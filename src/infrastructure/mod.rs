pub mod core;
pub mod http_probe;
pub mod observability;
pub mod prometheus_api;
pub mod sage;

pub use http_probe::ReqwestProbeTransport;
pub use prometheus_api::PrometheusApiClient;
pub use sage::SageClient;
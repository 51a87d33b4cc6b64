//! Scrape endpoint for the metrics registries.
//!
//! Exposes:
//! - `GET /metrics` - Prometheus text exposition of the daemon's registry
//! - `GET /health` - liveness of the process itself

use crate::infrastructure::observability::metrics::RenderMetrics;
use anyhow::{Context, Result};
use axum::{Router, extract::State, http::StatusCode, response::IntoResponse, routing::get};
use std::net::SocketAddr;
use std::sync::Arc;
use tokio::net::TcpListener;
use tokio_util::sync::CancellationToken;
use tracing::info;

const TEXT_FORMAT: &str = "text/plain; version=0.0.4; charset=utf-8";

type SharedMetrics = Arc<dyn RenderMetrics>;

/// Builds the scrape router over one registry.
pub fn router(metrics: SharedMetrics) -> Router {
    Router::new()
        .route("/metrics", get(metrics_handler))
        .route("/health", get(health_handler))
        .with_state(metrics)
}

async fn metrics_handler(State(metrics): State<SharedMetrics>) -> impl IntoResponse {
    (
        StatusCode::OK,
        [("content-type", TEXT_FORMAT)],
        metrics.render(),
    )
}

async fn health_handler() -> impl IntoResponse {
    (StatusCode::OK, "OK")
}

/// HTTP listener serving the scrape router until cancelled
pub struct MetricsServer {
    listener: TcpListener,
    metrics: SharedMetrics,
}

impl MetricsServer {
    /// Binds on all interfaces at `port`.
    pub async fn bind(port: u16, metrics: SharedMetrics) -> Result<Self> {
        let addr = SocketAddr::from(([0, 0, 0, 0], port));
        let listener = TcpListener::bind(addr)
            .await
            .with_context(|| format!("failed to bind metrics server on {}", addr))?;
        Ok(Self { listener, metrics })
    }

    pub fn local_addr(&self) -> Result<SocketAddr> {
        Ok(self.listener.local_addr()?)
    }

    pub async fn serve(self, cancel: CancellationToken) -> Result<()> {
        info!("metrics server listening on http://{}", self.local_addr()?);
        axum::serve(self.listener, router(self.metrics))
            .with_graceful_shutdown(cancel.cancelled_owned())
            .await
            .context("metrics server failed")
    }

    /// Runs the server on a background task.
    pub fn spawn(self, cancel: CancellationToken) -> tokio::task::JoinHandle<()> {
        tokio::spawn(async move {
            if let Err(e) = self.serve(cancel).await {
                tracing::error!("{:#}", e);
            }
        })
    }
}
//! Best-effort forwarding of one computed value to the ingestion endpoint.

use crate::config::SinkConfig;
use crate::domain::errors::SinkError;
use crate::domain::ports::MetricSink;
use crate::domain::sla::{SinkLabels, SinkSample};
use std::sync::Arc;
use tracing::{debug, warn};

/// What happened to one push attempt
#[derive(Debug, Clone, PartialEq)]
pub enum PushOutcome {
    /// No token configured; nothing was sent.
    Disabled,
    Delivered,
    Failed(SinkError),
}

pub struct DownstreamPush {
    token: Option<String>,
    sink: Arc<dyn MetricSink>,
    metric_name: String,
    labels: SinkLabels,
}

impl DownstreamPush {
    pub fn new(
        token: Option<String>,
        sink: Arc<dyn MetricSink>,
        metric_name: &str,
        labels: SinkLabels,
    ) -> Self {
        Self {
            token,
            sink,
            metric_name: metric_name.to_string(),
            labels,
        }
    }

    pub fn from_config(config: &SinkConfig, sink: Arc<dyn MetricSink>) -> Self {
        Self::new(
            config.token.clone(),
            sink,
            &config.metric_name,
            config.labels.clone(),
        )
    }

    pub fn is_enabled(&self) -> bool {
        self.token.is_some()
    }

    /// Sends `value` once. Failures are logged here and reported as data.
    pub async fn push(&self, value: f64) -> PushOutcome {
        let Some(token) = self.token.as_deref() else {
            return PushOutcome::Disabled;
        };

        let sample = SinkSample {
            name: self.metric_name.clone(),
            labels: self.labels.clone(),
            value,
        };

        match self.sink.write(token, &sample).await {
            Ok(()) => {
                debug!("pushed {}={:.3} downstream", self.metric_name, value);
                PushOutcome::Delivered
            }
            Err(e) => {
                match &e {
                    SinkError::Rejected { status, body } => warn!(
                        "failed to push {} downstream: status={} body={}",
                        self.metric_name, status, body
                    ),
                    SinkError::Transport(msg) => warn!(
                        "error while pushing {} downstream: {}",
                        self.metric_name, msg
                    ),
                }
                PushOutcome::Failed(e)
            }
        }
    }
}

★ ★ ★ ★ ★

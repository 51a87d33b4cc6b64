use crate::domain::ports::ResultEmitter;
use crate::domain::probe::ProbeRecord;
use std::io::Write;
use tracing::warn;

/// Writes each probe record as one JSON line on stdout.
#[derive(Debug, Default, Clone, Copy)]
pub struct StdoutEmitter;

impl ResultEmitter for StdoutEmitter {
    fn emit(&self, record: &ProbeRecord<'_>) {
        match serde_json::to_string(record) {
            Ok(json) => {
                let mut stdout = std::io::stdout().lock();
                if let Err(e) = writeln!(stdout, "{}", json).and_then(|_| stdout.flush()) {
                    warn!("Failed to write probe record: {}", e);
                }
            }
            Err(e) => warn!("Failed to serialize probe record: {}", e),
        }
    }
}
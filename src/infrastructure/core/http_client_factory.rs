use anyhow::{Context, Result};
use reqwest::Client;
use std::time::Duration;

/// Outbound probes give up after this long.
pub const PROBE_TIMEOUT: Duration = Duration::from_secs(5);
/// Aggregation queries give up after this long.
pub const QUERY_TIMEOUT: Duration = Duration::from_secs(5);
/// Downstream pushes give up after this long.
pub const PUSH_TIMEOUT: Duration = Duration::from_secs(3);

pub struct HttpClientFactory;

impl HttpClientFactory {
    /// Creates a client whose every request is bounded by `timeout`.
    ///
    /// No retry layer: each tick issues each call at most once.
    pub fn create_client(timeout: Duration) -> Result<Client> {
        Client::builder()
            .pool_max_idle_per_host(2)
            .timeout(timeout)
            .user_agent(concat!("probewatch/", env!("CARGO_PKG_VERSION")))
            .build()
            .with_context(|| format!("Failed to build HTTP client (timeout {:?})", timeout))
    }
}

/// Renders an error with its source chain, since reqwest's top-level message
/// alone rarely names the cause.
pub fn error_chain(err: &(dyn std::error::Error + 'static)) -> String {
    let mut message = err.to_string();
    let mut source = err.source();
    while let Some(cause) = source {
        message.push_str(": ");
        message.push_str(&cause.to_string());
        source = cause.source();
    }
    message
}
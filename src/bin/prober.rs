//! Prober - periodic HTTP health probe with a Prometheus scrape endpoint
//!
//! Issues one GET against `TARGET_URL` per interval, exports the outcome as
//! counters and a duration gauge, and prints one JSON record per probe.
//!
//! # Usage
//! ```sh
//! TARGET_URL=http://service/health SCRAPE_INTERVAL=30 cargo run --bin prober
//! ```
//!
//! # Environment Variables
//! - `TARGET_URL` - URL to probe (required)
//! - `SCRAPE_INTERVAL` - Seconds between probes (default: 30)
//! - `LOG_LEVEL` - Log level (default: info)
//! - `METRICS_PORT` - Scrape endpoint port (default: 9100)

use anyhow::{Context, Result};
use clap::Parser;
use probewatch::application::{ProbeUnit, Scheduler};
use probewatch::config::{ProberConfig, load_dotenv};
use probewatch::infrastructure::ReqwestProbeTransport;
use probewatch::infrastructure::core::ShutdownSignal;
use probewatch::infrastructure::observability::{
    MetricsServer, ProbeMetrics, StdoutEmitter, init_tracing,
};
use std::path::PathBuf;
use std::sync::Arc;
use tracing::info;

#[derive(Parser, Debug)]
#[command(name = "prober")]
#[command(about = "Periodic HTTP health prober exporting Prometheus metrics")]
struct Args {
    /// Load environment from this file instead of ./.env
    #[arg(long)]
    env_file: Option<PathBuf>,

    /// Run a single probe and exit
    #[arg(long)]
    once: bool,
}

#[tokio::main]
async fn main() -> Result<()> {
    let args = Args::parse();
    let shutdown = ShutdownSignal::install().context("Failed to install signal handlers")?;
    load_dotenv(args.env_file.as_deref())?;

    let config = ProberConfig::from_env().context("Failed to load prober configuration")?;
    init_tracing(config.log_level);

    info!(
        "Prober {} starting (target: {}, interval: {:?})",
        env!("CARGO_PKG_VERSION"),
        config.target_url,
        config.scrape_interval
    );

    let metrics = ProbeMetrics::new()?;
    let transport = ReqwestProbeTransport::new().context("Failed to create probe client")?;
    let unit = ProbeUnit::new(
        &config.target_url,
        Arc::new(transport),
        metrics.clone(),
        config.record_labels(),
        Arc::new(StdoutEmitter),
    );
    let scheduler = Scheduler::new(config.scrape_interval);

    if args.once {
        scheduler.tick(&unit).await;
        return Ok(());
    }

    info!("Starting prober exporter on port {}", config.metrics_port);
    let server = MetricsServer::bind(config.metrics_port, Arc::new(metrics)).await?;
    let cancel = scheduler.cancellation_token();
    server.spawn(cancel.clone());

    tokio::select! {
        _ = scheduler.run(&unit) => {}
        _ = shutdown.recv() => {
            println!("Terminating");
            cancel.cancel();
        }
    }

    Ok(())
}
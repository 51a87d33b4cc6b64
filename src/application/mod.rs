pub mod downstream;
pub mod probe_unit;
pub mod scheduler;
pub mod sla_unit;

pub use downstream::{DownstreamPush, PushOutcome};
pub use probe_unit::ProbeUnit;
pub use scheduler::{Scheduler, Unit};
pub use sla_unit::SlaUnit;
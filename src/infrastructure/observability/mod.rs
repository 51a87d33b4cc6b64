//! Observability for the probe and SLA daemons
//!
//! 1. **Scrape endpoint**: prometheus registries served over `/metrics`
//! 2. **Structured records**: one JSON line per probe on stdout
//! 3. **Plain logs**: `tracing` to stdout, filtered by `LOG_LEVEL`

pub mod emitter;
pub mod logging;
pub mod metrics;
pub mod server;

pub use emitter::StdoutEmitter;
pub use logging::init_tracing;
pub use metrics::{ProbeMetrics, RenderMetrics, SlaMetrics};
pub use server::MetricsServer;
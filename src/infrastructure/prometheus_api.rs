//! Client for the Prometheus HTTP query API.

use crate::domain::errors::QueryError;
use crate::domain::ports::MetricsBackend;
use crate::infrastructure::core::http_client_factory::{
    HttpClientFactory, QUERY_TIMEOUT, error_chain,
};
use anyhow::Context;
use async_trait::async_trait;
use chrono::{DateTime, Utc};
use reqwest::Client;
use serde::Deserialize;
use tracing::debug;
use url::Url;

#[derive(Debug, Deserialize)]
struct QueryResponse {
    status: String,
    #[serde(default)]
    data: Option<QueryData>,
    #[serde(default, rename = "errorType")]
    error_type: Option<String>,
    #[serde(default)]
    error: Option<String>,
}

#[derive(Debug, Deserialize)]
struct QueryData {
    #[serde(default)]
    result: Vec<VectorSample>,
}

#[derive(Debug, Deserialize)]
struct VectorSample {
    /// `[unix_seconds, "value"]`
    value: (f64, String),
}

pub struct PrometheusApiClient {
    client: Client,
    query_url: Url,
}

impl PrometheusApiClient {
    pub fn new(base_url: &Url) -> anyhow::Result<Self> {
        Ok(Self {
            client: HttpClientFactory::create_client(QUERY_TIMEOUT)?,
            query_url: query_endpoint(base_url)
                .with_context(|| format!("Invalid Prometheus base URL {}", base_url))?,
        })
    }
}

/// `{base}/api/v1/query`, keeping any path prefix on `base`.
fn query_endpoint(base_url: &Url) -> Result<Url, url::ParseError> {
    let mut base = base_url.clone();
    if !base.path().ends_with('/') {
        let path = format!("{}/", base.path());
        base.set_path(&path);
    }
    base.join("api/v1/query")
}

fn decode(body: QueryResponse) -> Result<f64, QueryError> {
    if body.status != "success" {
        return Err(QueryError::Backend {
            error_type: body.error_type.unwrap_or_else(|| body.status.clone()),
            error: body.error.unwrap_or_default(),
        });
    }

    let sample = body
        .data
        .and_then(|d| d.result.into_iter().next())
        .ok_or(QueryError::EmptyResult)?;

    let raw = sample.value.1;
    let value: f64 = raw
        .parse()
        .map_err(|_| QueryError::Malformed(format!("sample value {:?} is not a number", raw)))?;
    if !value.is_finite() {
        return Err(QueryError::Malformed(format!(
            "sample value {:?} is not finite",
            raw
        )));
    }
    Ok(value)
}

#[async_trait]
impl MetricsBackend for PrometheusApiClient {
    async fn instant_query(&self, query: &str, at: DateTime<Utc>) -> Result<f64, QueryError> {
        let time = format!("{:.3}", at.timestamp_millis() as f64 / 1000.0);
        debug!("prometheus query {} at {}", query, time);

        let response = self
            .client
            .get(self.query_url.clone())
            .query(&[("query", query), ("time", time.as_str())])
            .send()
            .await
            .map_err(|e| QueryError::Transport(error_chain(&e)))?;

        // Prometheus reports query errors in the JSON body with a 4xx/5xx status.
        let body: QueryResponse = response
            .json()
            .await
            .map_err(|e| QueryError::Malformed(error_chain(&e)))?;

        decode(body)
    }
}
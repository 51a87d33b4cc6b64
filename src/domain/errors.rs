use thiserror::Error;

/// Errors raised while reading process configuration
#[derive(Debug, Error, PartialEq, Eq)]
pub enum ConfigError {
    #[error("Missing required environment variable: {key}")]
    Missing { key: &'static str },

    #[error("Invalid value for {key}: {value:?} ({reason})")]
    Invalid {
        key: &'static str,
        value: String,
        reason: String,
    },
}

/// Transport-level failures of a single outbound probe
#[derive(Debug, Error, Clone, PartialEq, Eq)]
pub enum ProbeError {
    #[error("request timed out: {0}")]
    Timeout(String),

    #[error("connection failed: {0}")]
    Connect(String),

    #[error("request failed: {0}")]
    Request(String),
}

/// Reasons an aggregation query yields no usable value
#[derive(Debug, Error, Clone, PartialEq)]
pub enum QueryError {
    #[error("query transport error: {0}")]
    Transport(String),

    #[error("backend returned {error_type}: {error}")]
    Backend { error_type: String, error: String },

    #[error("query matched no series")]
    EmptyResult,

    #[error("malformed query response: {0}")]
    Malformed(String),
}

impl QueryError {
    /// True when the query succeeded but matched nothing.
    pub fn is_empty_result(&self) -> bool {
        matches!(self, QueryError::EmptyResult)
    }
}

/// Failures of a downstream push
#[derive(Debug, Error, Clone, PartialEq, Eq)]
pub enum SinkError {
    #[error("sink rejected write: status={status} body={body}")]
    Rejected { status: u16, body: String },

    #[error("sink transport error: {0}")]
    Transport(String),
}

★ ★ ★ ★ ★

Task: Take every line from the records that holds "impl" and copy it down.

Reply:
async fn metrics_handler(State(metrics): State<SharedMetrics>) -> impl IntoResponse {
async fn health_handler() -> impl IntoResponse {
impl MetricsServer {
impl DownstreamPush {
impl ResultEmitter for StdoutEmitter {
impl HttpClientFactory {
impl PrometheusApiClient {
impl MetricsBackend for PrometheusApiClient {
impl QueryError {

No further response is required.